Which lines below contain the word "maintenance"? Copy each one.

━━━━━ The data ━━━━━

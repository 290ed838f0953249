//! stagewright core library
//!
//! Resumable orchestration of weighted build stages against a shared build
//! root: durable checkpoints, a build-root lock, per-stage recovery
//! strategies and versioned run reports.

pub mod checkpoint;
pub mod config;
pub mod engine;
pub mod error;
pub mod lock;
pub mod maintenance;
pub mod metrics;
pub mod obs;
pub mod progress;
pub mod recovery;
pub mod registry;
pub mod report;
pub mod runner;
pub mod state;
pub mod telemetry;

pub use checkpoint::{
    authoritative_completions, validate_checkpoint, Checkpoint, CheckpointPayload,
    CheckpointStatus, CheckpointStore, CheckpointValidity, LoadedLog, PAYLOAD_VERSION,
};
pub use config::{
    ConfigOverrides, EngineConfig, Layout, Pipeline, PipelineFile, DEFAULT_PROFILE,
    DEFAULT_PROFILES, PIPELINE_FILE, STATE_DIR,
};
pub use engine::{EngineState, ExecutionEngine, RunSummary};
pub use error::{ErrorCode, OrchestratorError, Result};
pub use lock::{LockGuard, LockInfo, LockManager, BUILD_ROOT_LOCK};
pub use maintenance::{clean, inspect, render_status, CleanSummary, StageStatus, StatusView};
pub use metrics::{Metrics, MetricsSnapshot};
pub use progress::{read_progress, ProgressTracker};
pub use recovery::{
    EvidenceCheck, FailureContext, RecoveryDecision, RecoveryOutcome, RecoveryPolicy,
    RecoveryStrategy, RetrySchedule,
};
pub use registry::{ExecutionUnit, Stage, StageRegistry};
pub use report::{
    read_latest_report, render_summary, FailureReport, MissionReport, RunOutcome,
    StageResolution, StageTiming,
};
pub use runner::{ExitDisposition, Invocation, ProcessStageRunner, StageExecution, StageRunner};
pub use state::{BuildPhase, BuildState, BuildStatus};
pub use telemetry::init_tracing;
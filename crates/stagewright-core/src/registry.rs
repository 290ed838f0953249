//! Stage descriptors and the weight-ordered stage registry.
//!
//! Ordering by weight is the only dependency mechanism: a stage is presumed
//! to require every lower-weight stage to have completed.

use std::collections::{BTreeMap, HashMap};
use std::path::{Path, PathBuf};
use std::time::Duration;

use serde::{Deserialize, Serialize};

use crate::error::{OrchestratorError, Result};

/// Default per-stage timeout when neither the stage nor the engine sets one.
pub const DEFAULT_STAGE_TIMEOUT: Duration = Duration::from_secs(3600);

/// Immutable description of one pipeline stage.
#[derive(Debug, Clone, PartialEq, Eq, Serialize, Deserialize)]
pub struct Stage {
    /// Unique id, restricted to `[A-Za-z0-9_.-]`.
    pub id: String,

    /// Position in the pipeline and progress percentage (0-100).
    pub weight: u8,

    /// Executable to invoke; the build root is appended as the last argument.
    pub executable: PathBuf,

    /// Arguments placed before the build root.
    pub args: Vec<String>,

    /// Wall-clock limit for one attempt.
    pub timeout: Duration,

    /// Output capture file. Relative paths resolve against the logs directory.
    pub log_path: PathBuf,

    /// Parallel group; contiguous stages sharing a group may run concurrently.
    pub group: Option<String>,

    /// Profiles this stage runs under. Empty means every profile.
    pub profiles: Vec<String>,
}

impl Stage {
    pub fn new(id: impl Into<String>, weight: u8, executable: impl Into<PathBuf>) -> Self {
        let id = id.into();
        let log_path = PathBuf::from(format!("{id}.log"));
        Self {
            id,
            weight,
            executable: executable.into(),
            args: Vec::new(),
            timeout: DEFAULT_STAGE_TIMEOUT,
            log_path,
            group: None,
            profiles: Vec::new(),
        }
    }

    pub fn with_timeout(mut self, timeout: Duration) -> Self {
        self.timeout = timeout;
        self
    }

    pub fn with_args(mut self, args: Vec<String>) -> Self {
        self.args = args;
        self
    }

    pub fn with_log_path(mut self, path: impl Into<PathBuf>) -> Self {
        self.log_path = path.into();
        self
    }

    pub fn in_group(mut self, group: impl Into<String>) -> Self {
        self.group = Some(group.into());
        self
    }

    pub fn for_profiles(mut self, profiles: Vec<String>) -> Self {
        self.profiles = profiles;
        self
    }

    /// Whether this stage participates in a build with `profile`.
    pub fn runs_under(&self, profile: &str) -> bool {
        self.profiles.is_empty() || self.profiles.iter().any(|p| p == profile)
    }

    /// Absolute log location given the run's logs directory.
    pub fn resolved_log_path(&self, logs_dir: &Path) -> PathBuf {
        if self.log_path.is_absolute() {
            self.log_path.clone()
        } else {
            logs_dir.join(&self.log_path)
        }
    }
}

/// Check a stage id against the allowed character set.
pub fn is_valid_stage_id(id: &str) -> bool {
    !id.is_empty()
        && id
            .chars()
            .all(|c| c.is_ascii_alphanumeric() || matches!(c, '_' | '-' | '.'))
}

/// A unit the engine schedules: one stage, or a contiguous parallel group.
#[derive(Debug, Clone, PartialEq, Eq)]
pub enum ExecutionUnit<'a> {
    Single(&'a Stage),
    Group { name: String, stages: Vec<&'a Stage> },
}

impl<'a> ExecutionUnit<'a> {
    pub fn stages(&self) -> Vec<&'a Stage> {
        match self {
            ExecutionUnit::Single(stage) => vec![*stage],
            ExecutionUnit::Group { stages, .. } => stages.clone(),
        }
    }
}

/// Weight-ordered table of stages. Built once, read-only afterwards.
#[derive(Debug, Clone, Default)]
pub struct StageRegistry {
    by_weight: BTreeMap<u8, Stage>,
    weight_of: HashMap<String, u8>,
}

impl StageRegistry {
    pub fn new() -> Self {
        Self::default()
    }

    /// Add a stage. Weights and ids must both be unique.
    pub fn register(&mut self, stage: Stage) -> Result<()> {
        if !is_valid_stage_id(&stage.id) {
            return Err(OrchestratorError::Config(format!(
                "stage id {:?} must match [A-Za-z0-9_.-]+",
                stage.id
            )));
        }
        if stage.weight > 100 {
            return Err(OrchestratorError::Config(format!(
                "stage {} has weight {} (must be 0-100)",
                stage.id, stage.weight
            )));
        }
        if self.weight_of.contains_key(&stage.id) {
            return Err(OrchestratorError::DuplicateId(stage.id));
        }
        if let Some(existing) = self.by_weight.get(&stage.weight) {
            return Err(OrchestratorError::DuplicateWeight {
                weight: stage.weight,
                existing: existing.id.clone(),
            });
        }
        self.weight_of.insert(stage.id.clone(), stage.weight);
        self.by_weight.insert(stage.weight, stage);
        Ok(())
    }

    /// Stages sorted by weight ascending.
    pub fn ordered_stages(&self) -> impl Iterator<Item = &Stage> + '_ {
        self.by_weight.values()
    }

    pub fn lookup(&self, id: &str) -> Result<&Stage> {
        self.weight_of
            .get(id)
            .and_then(|w| self.by_weight.get(w))
            .ok_or_else(|| OrchestratorError::StageNotFound(id.to_string()))
    }

    pub fn len(&self) -> usize {
        self.by_weight.len()
    }

    pub fn is_empty(&self) -> bool {
        self.by_weight.is_empty()
    }

    pub fn stage_ids(&self) -> Vec<String> {
        self.ordered_stages().map(|s| s.id.clone()).collect()
    }

    /// Copy of the registry restricted to stages that run under `profile`.
    pub fn for_profile(&self, profile: &str) -> StageRegistry {
        let mut filtered = StageRegistry::new();
        for stage in self.ordered_stages().filter(|s| s.runs_under(profile)) {
            filtered.weight_of.insert(stage.id.clone(), stage.weight);
            filtered.by_weight.insert(stage.weight, stage.clone());
        }
        filtered
    }

    /// Partition the ordered stages into scheduling units.
    ///
    /// Fails if a group name reappears after a different stage interrupted it.
    pub fn execution_units(&self) -> Result<Vec<ExecutionUnit<'_>>> {
        let mut units: Vec<ExecutionUnit<'_>> = Vec::new();
        let mut closed_groups: Vec<String> = Vec::new();

        for stage in self.ordered_stages() {
            if let Some(ExecutionUnit::Group { name, stages }) = units.last_mut() {
                if stage.group.as_deref() == Some(name.as_str()) {
                    stages.push(stage);
                    continue;
                }
                closed_groups.push(name.clone());
            }

            match stage.group.as_deref() {
                None => units.push(ExecutionUnit::Single(stage)),
                Some(group) if closed_groups.iter().any(|g| g == group) => {
                    return Err(OrchestratorError::Config(format!(
                        "parallel group {group} is not contiguous (stage {} at weight {})",
                        stage.id, stage.weight
                    )));
                }
                Some(group) => units.push(ExecutionUnit::Group {
                    name: group.to_string(),
                    stages: vec![stage],
                }),
            }
        }

        Ok(units)
    }
}

#[cfg(test)]
mod tests {
    use super::*;

    fn registry(stages: Vec<Stage>) -> StageRegistry {
        let mut reg = StageRegistry::new();
        for stage in stages {
            reg.register(stage).unwrap();
        }
        reg
    }

    #[test]
    fn test_ordered_by_weight_regardless_of_insert_order() {
        let reg = registry(vec![
            Stage::new("image", 90, "/bin/true"),
            Stage::new("bootstrap", 10, "/bin/true"),
            Stage::new("packages", 40, "/bin/true"),
        ]);
        assert_eq!(reg.stage_ids(), vec!["bootstrap", "packages", "image"]);
    }

    #[test]
    fn test_duplicate_weight_rejected() {
        let mut reg = registry(vec![Stage::new("bootstrap", 10, "/bin/true")]);
        let err = reg.register(Stage::new("other", 10, "/bin/true")).unwrap_err();
        match err {
            OrchestratorError::DuplicateWeight { weight, existing } => {
                assert_eq!(weight, 10);
                assert_eq!(existing, "bootstrap");
            }
            other => panic!("expected DuplicateWeight, got {other:?}"),
        }
    }

    #[test]
    fn test_duplicate_id_rejected() {
        let mut reg = registry(vec![Stage::new("bootstrap", 10, "/bin/true")]);
        let err = reg.register(Stage::new("bootstrap", 20, "/bin/true")).unwrap_err();
        assert!(matches!(err, OrchestratorError::DuplicateId(id) if id == "bootstrap"));
    }

    #[test]
    fn test_invalid_id_and_weight_rejected() {
        let mut reg = StageRegistry::new();
        assert!(reg.register(Stage::new("has:colon", 10, "/bin/true")).is_err());
        assert!(reg.register(Stage::new("", 10, "/bin/true")).is_err());
        assert!(reg.register(Stage::new("too-heavy", 101, "/bin/true")).is_err());
    }

    #[test]
    fn test_lookup_missing_stage() {
        let reg = registry(vec![Stage::new("bootstrap", 10, "/bin/true")]);
        assert_eq!(reg.lookup("bootstrap").unwrap().weight, 10);
        let err = reg.lookup("kernel").unwrap_err();
        assert!(matches!(err, OrchestratorError::StageNotFound(id) if id == "kernel"));
    }

    #[test]
    fn test_profile_filter_keeps_order() {
        let reg = registry(vec![
            Stage::new("bootstrap", 10, "/bin/true"),
            Stage::new("zfs", 30, "/bin/true").for_profiles(vec!["zfs_optimized".into()]),
            Stage::new("image", 90, "/bin/true"),
        ]);
        assert_eq!(reg.for_profile("standard").stage_ids(), vec!["bootstrap", "image"]);
        assert_eq!(
            reg.for_profile("zfs_optimized").stage_ids(),
            vec!["bootstrap", "zfs", "image"]
        );
    }

    #[test]
    fn test_execution_units_group_contiguous_stages() {
        let reg = registry(vec![
            Stage::new("bootstrap", 10, "/bin/true"),
            Stage::new("fonts", 20, "/bin/true").in_group("extras"),
            Stage::new("docs", 25, "/bin/true").in_group("extras"),
            Stage::new("image", 90, "/bin/true"),
        ]);
        let units = reg.execution_units().unwrap();
        assert_eq!(units.len(), 3);
        match &units[1] {
            ExecutionUnit::Group { name, stages } => {
                assert_eq!(name, "extras");
                assert_eq!(stages.len(), 2);
            }
            other => panic!("expected group, got {other:?}"),
        }
    }

    #[test]
    fn test_non_contiguous_group_rejected() {
        let reg = registry(vec![
            Stage::new("fonts", 20, "/bin/true").in_group("extras"),
            Stage::new("kernel", 30, "/bin/true"),
            Stage::new("docs", 40, "/bin/true").in_group("extras"),
        ]);
        let err = reg.execution_units().unwrap_err();
        assert!(err.to_string().contains("not contiguous"));
    }

    #[test]
    fn test_log_path_resolution() {
        let stage = Stage::new("kernel", 50, "/bin/true");
        assert_eq!(
            stage.resolved_log_path(Path::new("/work/logs")),
            PathBuf::from("/work/logs/kernel.log")
        );
        let stage = stage.with_log_path("/var/log/kernel.log");
        assert_eq!(
            stage.resolved_log_path(Path::new("/work/logs")),
            PathBuf::from("/var/log/kernel.log")
        );
    }
}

━━━━━

■ Answer below:
pub mod maintenance;
pub use maintenance::{clean, inspect, render_status, CleanSummary, StageStatus, StatusView};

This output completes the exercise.